◆ **WHAT IS NEEDED**
Copy the records exactly. Include every line.

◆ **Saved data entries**
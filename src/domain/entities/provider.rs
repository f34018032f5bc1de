use serde::{Deserialize, Serialize};

/// Brokerages the journal can ingest history from.
///
/// Adding a provider means adding a variant here plus an adapter in
/// `infrastructure`; call sites never branch on payload shape.
#[derive(Debug, Clone, Copy, PartialEq, Eq, Hash, Serialize, Deserialize)]
#[serde(rename_all = "lowercase")]
pub enum Provider {
    Bingx,
    Bitunix,
}

impl Provider {
    pub fn name(&self) -> &'static str {
        match self {
            Provider::Bingx => "bingx",
            Provider::Bitunix => "bitunix",
        }
    }

    /// Parse a configured provider name. Unknown names are a configuration
    /// error for the caller, never a silent fallback.
    pub fn from_name(name: &str) -> Option<Provider> {
        match name.to_lowercase().as_str() {
            "bingx" => Some(Provider::Bingx),
            "bitunix" => Some(Provider::Bitunix),
            _ => None,
        }
    }
}

impl std::fmt::Display for Provider {
    fn fmt(&self, f: &mut std::fmt::Formatter<'_>) -> std::fmt::Result {
        f.write_str(self.name())
    }
}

◆ **RESPONSE TO THIS TASK**
filename src/domain/entities/provider.rs
repository f34018032f5bc1de
use serde::{Deserialize, Serialize};

/// Brokerages the journal can ingest history from.
///
/// Adding a provider means adding a variant here plus an adapter in
/// `infrastructure`; call sites never branch on payload shape.
#[derive(Debug, Clone, Copy, PartialEq, Eq, Hash, Serialize, Deserialize)]
#[serde(rename_all = "lowercase")]
pub enum Provider {
    Bingx,
    Bitunix,
}

impl Provider {
    pub fn name(&self) -> &'static str {
        match self {
            Provider::Bingx => "bingx",
            Provider::Bitunix => "bitunix",
        }
    }

    /// Parse a configured provider name. Unknown names are a configuration
    /// error for the caller, never a silent fallback.
    pub fn from_name(name: &str) -> Option<Provider> {
        match name.to_lowercase().as_str() {
            "bingx" => Some(Provider::Bingx),
            "bitunix" => Some(Provider::Bitunix),
            _ => None,
        }
    }
}

impl std::fmt::Display for Provider {
    fn fmt(&self, f: &mut std::fmt::Formatter<'_>) -> std::fmt::Result {
        f.write_str(self.name())
    }
}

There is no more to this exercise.